Those who have read my blog or other articles I've written for (Cult)ure will be aware that I love when theatre mixes with the other arts (visual, dance, and music). I truly believe the best way for the arts scene to thrive in this community is through these artistic cross-pollinations.
Cube is a great example of the type of space where these pollinations can occur. Rather than being just a place for visual art, Monet has created a venue for theatre and music as well. Talking with the audience post-show revealed that this mix was a success. Many were consumers of visual art who hadn't seen a play in awhile, and there was also a large collection of theatre regulars who do not often step foot into a gallery. Clearly, these kinds of events encourage the growth of audiences for all the arts and tap into new markets.
Tim Crouch has divided his play into two acts. The Glacial Company presented the first half in the foyer of the gallery. Two guides (David Bernstein and Sierra Percy-Beauregard) take us on a tour of Cube. During this tour they reveal personal details about their lives. Bernstein and Percy-Beauregard do some interesting things, while playing with the intimacy of the space (which on opening night was uncomfortably hot). At times, this can be uncomfortable for the audience, but I felt these moments contrasted nicely with the Act 2, which is presented in a more traditional theatre space (with seats and air conditioning). I found myself concentrating more on the second half because of the jarring experience of the first.

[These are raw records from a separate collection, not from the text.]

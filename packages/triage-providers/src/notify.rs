use std::time::Duration;

use reqwest::Client;
use serde_json::Value;

use crate::Result;

/// Posts a JSON notification and fails on transport errors or non-2xx statuses.
pub async fn post(url: &str, timeout_ms: u64, payload: &Value) -> Result<()> {
	let client = Client::builder().timeout(Duration::from_millis(timeout_ms)).build()?;

	client.post(url).json(payload).send().await?.error_for_status()?;

	Ok(())
}
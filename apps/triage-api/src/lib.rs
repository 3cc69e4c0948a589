pub mod routes;
pub mod state;

use std::{net::SocketAddr, path::PathBuf, time::Duration};

use axum::http::HeaderValue;
use clap::Parser;
use color_eyre::eyre;
use tokio::net::TcpListener;
use tower_http::cors::{Any, CorsLayer};

use crate::state::AppState;
use triage_service::{PrescriptionScanner, run_scheduler};

#[derive(Debug, Parser)]
#[command(
	version = triage_cli::VERSION,
	rename_all = "kebab",
	styles = triage_cli::styles(),
)]
pub struct Args {
	#[arg(long, short = 'c', value_name = "FILE")]
	pub config: PathBuf,
}

/// Serves the feedback endpoint and, when enabled, runs the prescription scheduler alongside.
pub async fn run(args: Args) -> color_eyre::Result<()> {
	triage_cli::load_dotenv();

	let config = triage_config::load(&args.config)?;

	triage_cli::init_tracing(&config.service.log_level);

	let http_addr: SocketAddr = config.service.http_bind.parse()?;
	let cors = cors_layer(&config.service.allowed_origin)?;
	let scanner_enabled = config.scanner.enabled;
	let period = Duration::from_secs(config.scanner.interval_seconds);
	let state = AppState::new(config)?;
	let app = routes::router(state.clone()).layer(cors);
	let http_listener = TcpListener::bind(http_addr).await?;

	tracing::info!(%http_addr, "HTTP server listening.");

	let http_server = async {
		axum::serve(http_listener, app).await?;

		Ok::<_, eyre::Report>(())
	};

	if !scanner_enabled {
		tracing::info!("Prescription scanner disabled.");

		return http_server.await;
	}

	let scanner = PrescriptionScanner::from_config(state.service.clone());
	let scheduler = async {
		run_scheduler(scanner, period).await;

		Ok::<_, eyre::Report>(())
	};

	tokio::try_join!(http_server, scheduler)?;

	Ok(())
}

/// `*` allows any origin; anything else is the single allowed frontend origin.
pub fn cors_layer(allowed_origin: &str) -> color_eyre::Result<CorsLayer> {
	let layer = CorsLayer::new().allow_methods(Any).allow_headers(Any);

	if allowed_origin.trim() == "*" {
		return Ok(layer.allow_origin(Any));
	}

	let origin = HeaderValue::from_str(allowed_origin.trim())
		.map_err(|err| eyre::eyre!("Invalid allowed_origin {allowed_origin:?}: {err}."))?;

	Ok(layer.allow_origin(origin))
}
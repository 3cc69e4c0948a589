use std::time::Duration;

use tokio::time::{self, Instant, MissedTickBehavior};

use crate::PrescriptionScanner;

/// Runs the scanner every `period`, starting one period from now.
///
/// A tick always runs to completion before the next firing is awaited, so ticks never overlap.
pub async fn run_scheduler(mut scanner: PrescriptionScanner, period: Duration) {
	let mut interval = time::interval_at(Instant::now() + period, period);

	interval.set_missed_tick_behavior(MissedTickBehavior::Delay);

	tracing::info!(period_seconds = period.as_secs(), "Prescription scheduler started.");

	loop {
		interval.tick().await;

		let report = scanner.tick().await;

		tracing::debug!(?report, "Scheduler tick completed.");
	}
}
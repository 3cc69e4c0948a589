use serde::{Deserialize, Serialize};
use serde_json::Value;
use time::OffsetDateTime;

use crate::timestamp;

/// Fixed note carried by rows the prescription scanner writes.
pub const PRESCRIPTION_NOTE: &str = "Auto-scan and analyze prescription";

#[derive(Debug, Clone, Copy, PartialEq, Eq, Serialize, Deserialize)]
pub enum FeedbackType {
	#[serde(rename = "symptom")]
	Symptom,
	#[serde(rename = "treatment")]
	Treatment,
	#[serde(rename = "follow-up")]
	FollowUp,
	#[serde(rename = "general")]
	General,
	/// Marks rows derived from a scanned prescription rather than patient input.
	#[serde(rename = "prescription_update")]
	PrescriptionUpdate,
}
impl FeedbackType {
	pub fn as_str(self) -> &'static str {
		match self {
			Self::Symptom => "symptom",
			Self::Treatment => "treatment",
			Self::FollowUp => "follow-up",
			Self::General => "general",
			Self::PrescriptionUpdate => "prescription_update",
		}
	}
}

/// A row of the `prescription` collection. Only the fields the scanner reads are modelled and
/// every field is optional, since the store's schema is not ours.
#[derive(Debug, Clone, Default, Deserialize)]
pub struct Prescription {
	#[serde(default)]
	pub id: Value,
	#[serde(default)]
	pub patient_id: Value,
	#[serde(default)]
	pub text: Value,
	#[serde(default)]
	pub prescription: Value,
	#[serde(default)]
	pub notes: Value,
	#[serde(default)]
	pub issued_on: Value,
}
impl Prescription {
	pub fn issued_on(&self) -> Option<&str> {
		self.issued_on.as_str().filter(|raw| !raw.trim().is_empty())
	}

	/// First present and non-empty body among `text`, `prescription`, and `notes`, trimmed.
	pub fn body(&self) -> &str {
		[&self.text, &self.prescription, &self.notes]
			.into_iter()
			.filter_map(Value::as_str)
			.map(str::trim)
			.find(|body| !body.is_empty())
			.unwrap_or_default()
	}
}

/// A row appended to `patient_feedback`.
#[derive(Debug, Clone, PartialEq, Serialize, Deserialize)]
pub struct FeedbackRecord {
	#[serde(default, skip_serializing_if = "Option::is_none")]
	pub id: Option<Value>,
	pub patient_id: Value,
	pub feedback: String,
	pub datetime: String,
	#[serde(with = "severity_flag")]
	pub is_severe: bool,
	pub feedback_type: FeedbackType,
	#[serde(default, skip_serializing_if = "Option::is_none")]
	pub treatment: Option<String>,
}
impl FeedbackRecord {
	pub fn from_feedback(
		patient_id: i64,
		summary: String,
		is_severe: bool,
		feedback_type: FeedbackType,
		now: OffsetDateTime,
	) -> Self {
		Self {
			id: None,
			patient_id: Value::from(patient_id),
			feedback: summary,
			datetime: timestamp::record_datetime(now),
			is_severe,
			feedback_type,
			treatment: None,
		}
	}

	pub fn from_prescription(
		prescription: &Prescription,
		summary: String,
		is_severe: bool,
		now: OffsetDateTime,
	) -> Self {
		Self {
			id: Some(prescription.id.clone()),
			patient_id: prescription.patient_id.clone(),
			feedback: summary,
			datetime: timestamp::record_datetime(now),
			is_severe,
			feedback_type: FeedbackType::PrescriptionUpdate,
			treatment: Some(PRESCRIPTION_NOTE.to_string()),
		}
	}
}

/// The store keeps severity as the literal strings `"true"` and `"false"`.
pub mod severity_flag {
	use serde::{Deserialize, Deserializer, Serializer};

	pub fn as_str(value: bool) -> &'static str {
		if value { "true" } else { "false" }
	}

	pub fn serialize<S>(value: &bool, serializer: S) -> Result<S::Ok, S::Error>
	where
		S: Serializer,
	{
		serializer.serialize_str(as_str(*value))
	}

	pub fn deserialize<'de, D>(deserializer: D) -> Result<bool, D::Error>
	where
		D: Deserializer<'de>,
	{
		let raw = String::deserialize(deserializer)?;

		match raw.as_str() {
			"true" => Ok(true),
			"false" => Ok(false),
			other => Err(serde::de::Error::custom(format!("invalid severity flag {other:?}"))),
		}
	}
}

#[cfg(test)]
mod tests {
	use time::macros::datetime;

	use super::*;

	#[test]
	fn body_prefers_first_non_empty_field() {
		let prescription: Prescription = serde_json::from_value(serde_json::json!({
			"text": "   ",
			"prescription": null,
			"notes": "  take with food ",
		}))
		.expect("prescription");

		assert_eq!(prescription.body(), "take with food");
	}

	#[test]
	fn body_is_empty_when_no_field_is_present() {
		let prescription: Prescription =
			serde_json::from_value(serde_json::json!({ "id": 3 })).expect("prescription");

		assert_eq!(prescription.body(), "");
		assert_eq!(prescription.issued_on(), None);
	}

	#[test]
	fn prescription_record_wire_shape() {
		let prescription: Prescription = serde_json::from_value(serde_json::json!({
			"id": 1,
			"patient_id": 42,
			"notes": "severe chest pain",
			"issued_on": "2025-11-24T12:00:00Z",
		}))
		.expect("prescription");
		let record = FeedbackRecord::from_prescription(
			&prescription,
			"Chest pain.".to_string(),
			true,
			datetime!(2025-11-24 13:00:00 UTC),
		);

		assert_eq!(
			serde_json::to_value(&record).expect("serialize"),
			serde_json::json!({
				"id": 1,
				"patient_id": 42,
				"feedback": "Chest pain.",
				"datetime": "2025-11-24 13:00:00",
				"is_severe": "true",
				"feedback_type": "prescription_update",
				"treatment": "Auto-scan and analyze prescription",
			})
		);
	}

	#[test]
	fn feedback_record_omits_scanner_fields() {
		let record = FeedbackRecord::from_feedback(
			1,
			"Feeling dizzy.".to_string(),
			false,
			FeedbackType::FollowUp,
			datetime!(2025-11-24 13:00:00 UTC),
		);
		let value = serde_json::to_value(&record).expect("serialize");

		assert_eq!(value["is_severe"], "false");
		assert_eq!(value["feedback_type"], "follow-up");
		assert!(value.get("id").is_none());
		assert!(value.get("treatment").is_none());
	}
}
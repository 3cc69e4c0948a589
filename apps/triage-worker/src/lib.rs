use std::{path::PathBuf, sync::Arc, time::Duration};

use clap::Parser;

use triage_service::{PrescriptionScanner, TriageService, run_scheduler};
use triage_store::StoreClient;

/// Standalone prescription scanner, for deployments that run it apart from the HTTP API.
#[derive(Debug, Parser)]
#[command(
	version = triage_cli::VERSION,
	rename_all = "kebab",
	styles = triage_cli::styles(),
)]
pub struct Args {
	#[arg(long, short = 'c', value_name = "FILE")]
	pub config: PathBuf,
	/// Run a single scan and exit instead of scanning on the configured interval.
	#[arg(long)]
	pub once: bool,
}

pub async fn run(args: Args) -> color_eyre::Result<()> {
	triage_cli::load_dotenv();

	let config = triage_config::load(&args.config)?;

	triage_cli::init_tracing(&config.service.log_level);

	let period = Duration::from_secs(config.scanner.interval_seconds);
	let store = StoreClient::new(&config.store)?;
	let service = Arc::new(TriageService::new(config, Arc::new(store)));
	let mut scanner = PrescriptionScanner::from_config(service);

	if args.once {
		let report = scanner.tick().await;

		tracing::info!(?report, "Single prescription scan finished.");

		return Ok(());
	}

	run_scheduler(scanner, period).await;

	Ok(())
}

#[cfg(test)]
mod tests {
	use super::*;

	#[test]
	fn once_flag_defaults_off() {
		let args = Args::try_parse_from(["triage-worker", "-c", "triage.toml"]).expect("args");

		assert_eq!(args.config, PathBuf::from("triage.toml"));
		assert!(!args.once);

		let args = Args::try_parse_from(["triage-worker", "--config", "triage.toml", "--once"])
			.expect("args");

		assert!(args.once);
	}
}
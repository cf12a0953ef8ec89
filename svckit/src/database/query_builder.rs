use crate::types::{BatchEntry, ColumnValue};

pub struct QueryBuilder;

impl QueryBuilder {
    /// Parameterised insert of `(id, name)` into `table` (`keyspace.table`).
    pub fn build_insert_query(table: &str) -> String {
        format!("insert into {} (id, name) values (?,?)", table)
    }

    /// Idempotent insert entry whose name mirrors the generated id.
    pub fn build_insert_entry(statement: &str, id: &str) -> BatchEntry {
        BatchEntry::new(
            statement,
            vec![
                ColumnValue::Text(id.to_string()),
                ColumnValue::Text(id.to_string()),
            ],
            true,
        )
    }
}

Overall, I enjoyed the performances of Bernstein and Percy-Beauregard (two young actors still learning and perfecting their craft); however, I think the company would benefit from the addition of an outside eye of a director to help guide the narrative and tighten up the performances. The first half in particular would have had a greater impact with a little direction to help the cast make stronger theatrical choices. As it stands, it jumps around a little more than necessary, both between Ottawa and England and in its theatrical approach/style.
I always have a good time at events at Cube, and England is no exception. I love when actors and producers take risks and try something new. England certainly does this and for this reason is very much worth seeing. For more information and showtimes, click here.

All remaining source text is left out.